Contributor – David de Sousa Loura
“Palliative care is only for the people who are dying.” This is one of the main prejudices associated with palliative care that persists in our global community.
In my professional environment, which includes an inpatient unit where we care for children with complex chronic conditions (CCC) and their families, there is some reluctance when discussing palliative care. When the question is drawn upon the table, answers like “we have not done everything we could for this child” or the classical fallacy that “palliative care only starts when we do not have more to offer” are outlined.

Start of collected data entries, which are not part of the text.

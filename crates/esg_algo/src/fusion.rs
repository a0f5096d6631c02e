//! Hybrid retrieval query path (C3 §4.3 `query`): fuse BM25 and dense
//! cosine scores by convex combination, with independent min-max
//! normalization and a stable tie-break on `chunk_id`.

use esg_core::ids::ChunkId;

use crate::bm25::Bm25Index;
use crate::embeddings::{cosine, EmbeddingIndex};
use crate::RetrievalError;

#[derive(Clone, Debug)]
pub struct RankedChunk {
    pub chunk_id: ChunkId,
    pub bm25_score: f64,
    pub semantic_score: f64,
    pub fused_score: f64,
}

fn min_max_normalize(scores: &mut [(ChunkId, f64)]) {
    let (min, max) = scores.iter().fold((f64::INFINITY, f64::NEG_INFINITY), |(mn, mx), (_, s)| {
        (mn.min(*s), mx.max(*s))
    });
    let span = max - min;
    for (_, s) in scores.iter_mut() {
        *s = if span > 0.0 { (*s - min) / span } else { 0.0 };
    }
}

/// Query a hybrid index: tokenize `q`, score lexically via BM25, embed `q`
/// via the (already-built) dense index's own query-embedding vector, fuse
/// with `alpha`, sort descending by fused score with ties broken by
/// `chunk_id` ascending (stable), and return the first `k`.
pub fn query(
    bm25: &Bm25Index,
    dense: &EmbeddingIndex,
    query_text_canonical: &str,
    query_vector: &[f32],
    k: usize,
    alpha: f64,
) -> Result<Vec<RankedChunk>, RetrievalError> {
    if !(0.0..=1.0).contains(&alpha) {
        return Err(RetrievalError::BadAlpha(alpha));
    }
    if bm25.is_empty() || dense.vectors.is_empty() {
        return Err(RetrievalError::Index("index is empty".into()));
    }

    let mut bm25_scores = bm25.score_query(query_text_canonical);
    min_max_normalize(&mut bm25_scores);
    let bm25_by_id: std::collections::HashMap<ChunkId, f64> = bm25_scores.into_iter().collect();

    let mut semantic_scores: Vec<(ChunkId, f64)> = dense
        .meta
        .chunk_ids
        .iter()
        .zip(dense.vectors.iter())
        .map(|(id, vec)| {
            let chunk_id = ChunkId::try_from(id.as_str()).expect("persisted chunk id is well-formed");
            (chunk_id, cosine(vec, query_vector))
        })
        .collect();
    min_max_normalize(&mut semantic_scores);

    let mut ranked: Vec<RankedChunk> = semantic_scores
        .into_iter()
        .map(|(chunk_id, semantic_score)| {
            let bm25_score = *bm25_by_id.get(&chunk_id).unwrap_or(&0.0);
            let fused_score = alpha * bm25_score + (1.0 - alpha) * semantic_score;
            RankedChunk {
                chunk_id,
                bm25_score,
                semantic_score,
                fused_score,
            }
        })
        .collect();

    ranked.sort_by(|a, b| {
        b.fused_score
            .partial_cmp(&a.fused_score)
            .unwrap_or(std::cmp::Ordering::Equal)
            .then_with(|| a.chunk_id.as_str().cmp(b.chunk_id.as_str()))
    });

    let effective_k = k.min(ranked.len());
    ranked.truncate(effective_k);
    Ok(ranked)
}

#[cfg(test)]
mod tests {
    use super::*;

    #[test]
    fn rejects_alpha_outside_unit_interval() {
        let chunks: Vec<(&ChunkId, &str)> = vec![];
        let bm25 = Bm25Index::build(chunks, Default::default());
        let dense = EmbeddingIndex {
            meta: crate::embeddings::IndexMeta {
                model_id: "m".into(),
                dim: 1,
                seed: 0,
                deterministic_timestamp: "2025-10-28T06:00:00Z".into(),
                text_sha_all: "x".into(),
                chunk_ids: vec![],
            },
            vectors: vec![],
        };
        let result = query(&bm25, &dense, "q", &[1.0], 5, 1.5);
        assert!(matches!(result, Err(RetrievalError::BadAlpha(_))));
    }
}
//! esg_core — core types, ids, deterministic ordering, and the Clock/SeededRng
//! services shared across the ESG maturity evaluation engine.
//!
//! This crate is **I/O-free**: it defines stable types/APIs used by every
//! other crate in the workspace (`esg_io`, `esg_store`, `esg_algo`,
//! `esg_pipeline`, `esg_report`, `esg_cli`) without touching a filesystem,
//! clock, or network.
//!
//! - Identifiers: `DocId`, `ChunkId`, `EvidenceId`, generic `Sha256`/`TraceId`
//! - Domain tokens: `Theme` (the seven rubric themes), `RetrievalTier`
//! - Deterministic ordering and reduction helpers (`StableOrd`, `HashCanon`)
//! - A fixed `Clock` service (no wall-clock variant; every run is pinned)
//! - A seeded RNG service (ChaCha20) for the handful of call sites that need it
//! - Rubric domain types: `Stage`, `confidence_schedule`, `Rubric`
//!
//! Serialization derives are gated behind the `serde` feature.

#![cfg_attr(not(feature = "std"), no_std)]

extern crate alloc;

pub mod clock;
pub mod determinism;
pub mod errors;
pub mod ids;
pub mod rng;
pub mod rubric;
pub mod tokens;

pub mod prelude {
    pub use crate::clock::{Clock, Timestamp};
    pub use crate::determinism::{sort_stable, HashCanon, StableOrd, StableReduce};
    pub use crate::errors::CoreError;
    pub use crate::ids::{ChunkId, DocId, EvidenceId, OrgId, Sha256, TraceId};
    pub use crate::rng::SeededRng;
    pub use crate::rubric::{confidence_schedule, Rubric, RubricVersion, Stage, ThemeDescriptor};
    pub use crate::tokens::{RetrievalTier, Theme};
}
// crates/esg_cli/src/args.rs
//
// Deterministic, offline CLI argument parsing & validation.
// - No networked paths (reject scheme:// inputs)
// - `--doc ORG:YEAR` selects which (org, fiscal_year) pairs to run the
//   matrix over; `--ingest PDF:ORG:YEAR` optionally builds bronze/silver
//   for a pair before the matrix runs.

use std::{
    env,
    fs,
    path::PathBuf,
};

use clap::{Parser, ValueEnum};

use esg_core::ids::OrgId;

/// Phase flag from the external interface contract (spec §6): `fetch` may
/// contact the network through the cache, `replay` must not.
#[derive(Debug, Clone, Copy, PartialEq, Eq, ValueEnum)]
pub enum Phase {
    Fetch,
    Replay,
}

#[derive(Debug, Parser)]
#[command(name = "esg", about = "Deterministic ESG maturity evaluation engine")]
pub struct Args {
    /// Path to the rubric document (schema-validated structured JSON, §4.5).
    #[arg(long)]
    pub rubric: PathBuf,

    /// `fetch` (may populate the cache over the network) or `replay`
    /// (offline, fails closed on a cache miss). Overrides `OFFLINE_REPLAY`.
    #[arg(long, value_enum)]
    pub phase: Option<Phase>,

    /// `ORG:YEAR` pairs to run the matrix over. Silver must already exist
    /// for each pair unless a matching `--ingest` entry is given.
    #[arg(long = "doc")]
    pub docs: Vec<String>,

    /// `PDF_PATH:ORG:YEAR` triples to ingest (C1) and consolidate before
    /// the matrix runs.
    #[arg(long = "ingest")]
    pub ingest: Vec<String>,

    /// Overrides `ARTIFACTS_ROOT`.
    #[arg(long)]
    pub out: Option<PathBuf>,

    /// Overrides `DATA_ROOT`.
    #[arg(long)]
    pub data_root: Option<PathBuf>,

    /// Overrides `CACHE_ROOT`.
    #[arg(long)]
    pub cache_root: Option<PathBuf>,

    #[arg(long)]
    pub quiet: bool,
}

#[derive(Debug)]
pub enum CliError {
    Missing(&'static str),
    NonLocalPath(String),
    NotFound(String),
    BadDocSelector(String),
    BadIngestSelector(String),
}

impl std::fmt::Display for CliError {
    fn fmt(&self, f: &mut std::fmt::Formatter<'_>) -> std::fmt::Result {
        use CliError::*;
        match self {
            Missing(s) => write!(f, "missing required flag: {s}"),
            NonLocalPath(p) => write!(f, "path must be local (no scheme): {p}"),
            NotFound(p) => write!(f, "file not found: {p}"),
            BadDocSelector(s) => write!(f, "invalid --doc selector (want ORG:YEAR): {s}"),
            BadIngestSelector(s) => write!(f, "invalid --ingest selector (want PDF_PATH:ORG:YEAR): {s}"),
        }
    }
}
impl std::error::Error for CliError {}

/// A parsed `--ingest` entry.
pub struct IngestSelector {
    pub pdf_path: PathBuf,
    pub org_id: OrgId,
    pub fiscal_year: u16,
}

/// A parsed `--doc` entry.
pub struct DocSelector {
    pub org_id: OrgId,
    pub fiscal_year: u16,
}

pub fn parse_and_validate() -> Result<Args, CliError> {
    let mut args = Args::parse();

    if args.docs.is_empty() && args.ingest.is_empty() {
        return Err(CliError::Missing("--doc (or --ingest)"));
    }

    ensure_local_exists(&args.rubric, "--rubric")?;
    args.rubric = normalize_path(&args.rubric);

    // Validate shape only here; structured parsing happens in parse_docs/
    // parse_ingests so main.rs can build OrgId/DocId once, not twice.
    for d in &args.docs {
        parse_doc_selector(d)?;
    }
    for i in &args.ingest {
        parse_ingest_selector(i)?;
    }

    Ok(args)
}

pub fn parse_doc_selector(s: &str) -> Result<DocSelector, CliError> {
    let (org, year) = s
        .split_once(':')
        .ok_or_else(|| CliError::BadDocSelector(s.to_string()))?;
    let org_id = OrgId::try_from(org).map_err(|_| CliError::BadDocSelector(s.to_string()))?;
    let fiscal_year: u16 = year.parse().map_err(|_| CliError::BadDocSelector(s.to_string()))?;
    Ok(DocSelector { org_id, fiscal_year })
}

pub fn parse_ingest_selector(s: &str) -> Result<IngestSelector, CliError> {
    let mut parts = s.splitn(3, ':');
    let pdf = parts.next().ok_or_else(|| CliError::BadIngestSelector(s.to_string()))?;
    let org = parts.next().ok_or_else(|| CliError::BadIngestSelector(s.to_string()))?;
    let year = parts.next().ok_or_else(|| CliError::BadIngestSelector(s.to_string()))?;

    let pdf_path = PathBuf::from(pdf);
    ensure_local_exists(&pdf_path, "--ingest")?;
    let org_id = OrgId::try_from(org).map_err(|_| CliError::BadIngestSelector(s.to_string()))?;
    let fiscal_year: u16 = year.parse().map_err(|_| CliError::BadIngestSelector(s.to_string()))?;

    Ok(IngestSelector {
        pdf_path: normalize_path(&pdf_path),
        org_id,
        fiscal_year,
    })
}

fn ensure_local_exists(p: &PathBuf, label: &'static str) -> Result<(), CliError> {
    let s = p.to_string_lossy().to_string();
    if has_scheme(&s) {
        return Err(CliError::NonLocalPath(format!("{label} {s}")));
    }
    let meta = fs::metadata(p).map_err(|_| CliError::NotFound(format!("{label} {s}")))?;
    if !meta.is_file() {
        return Err(CliError::NotFound(format!("{label} {s}")));
    }
    Ok(())
}

fn normalize_path(p: &PathBuf) -> PathBuf {
    fs::canonicalize(p).unwrap_or_else(|_| {
        if p.is_absolute() {
            p.clone()
        } else {
            env::current_dir().unwrap_or_else(|_| PathBuf::from(".")).join(p)
        }
    })
}

fn has_scheme(s: &str) -> bool {
    s.contains("://") || s.starts_with("http:") || s.starts_with("https:")
}

#[cfg(test)]
mod tests {
    use super::*;

    #[test]
    fn doc_selector_parses_org_and_year() {
        let d = parse_doc_selector("ACME:2024").unwrap();
        assert_eq!(d.org_id.as_str(), "ACME");
        assert_eq!(d.fiscal_year, 2024);
    }

    #[test]
    fn doc_selector_rejects_missing_colon() {
        assert!(parse_doc_selector("ACME2024").is_err());
    }

    #[test]
    fn doc_selector_rejects_non_numeric_year() {
        assert!(parse_doc_selector("ACME:abcd").is_err());
    }

    #[test]
    fn non_local_path_detection() {
        assert!(has_scheme("http://x"));
        assert!(has_scheme("scheme://x"));
        assert!(!has_scheme(r"/tmp/file.json"));
    }
}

The World Health Organization defines palliative care as “an approach that improves the quality of life of patients and their families facing the problem associated with life-threatening illness, through the prevention and relief of suffering (…) and other problems, physical, psychosocial and spiritual” (World Health Organization, 2002, p. 84). A schematic illustration of this concept is in the figure below.
The International Children’s Palliative Care Network (ICPCN) defends that all children with a life-limiting or potentially life-threatening condition have the right to benefit from individualized and needs-focused palliative care, beginning at diagnosis and continuing in parallel with any curative approach (International Children’s Palliative Care Network, 2008, 2009).
The last estimation of the need for palliative care among children was conducted in 2017, where almost 4 million were identified as having palliative needs and children with CCC and their families were described as one of the more frequent palliative care users (Worldwide Hospice and Palliative Care Alliance, 2020). These conditions have a severe, incapacitating, incurable, and potentially life-threatening nature, lasting for at least one year (Benini et al., 2022).
Nurses’ responsibilities in an inpatient unit are frequently identified as instrumental matters, like symptom control and therapeutic management, communication and support to children and their family. When palliative care is implemented, one more cornerstone is added to the equation: discharge planning, which is critical to ensure stability and should be a priority.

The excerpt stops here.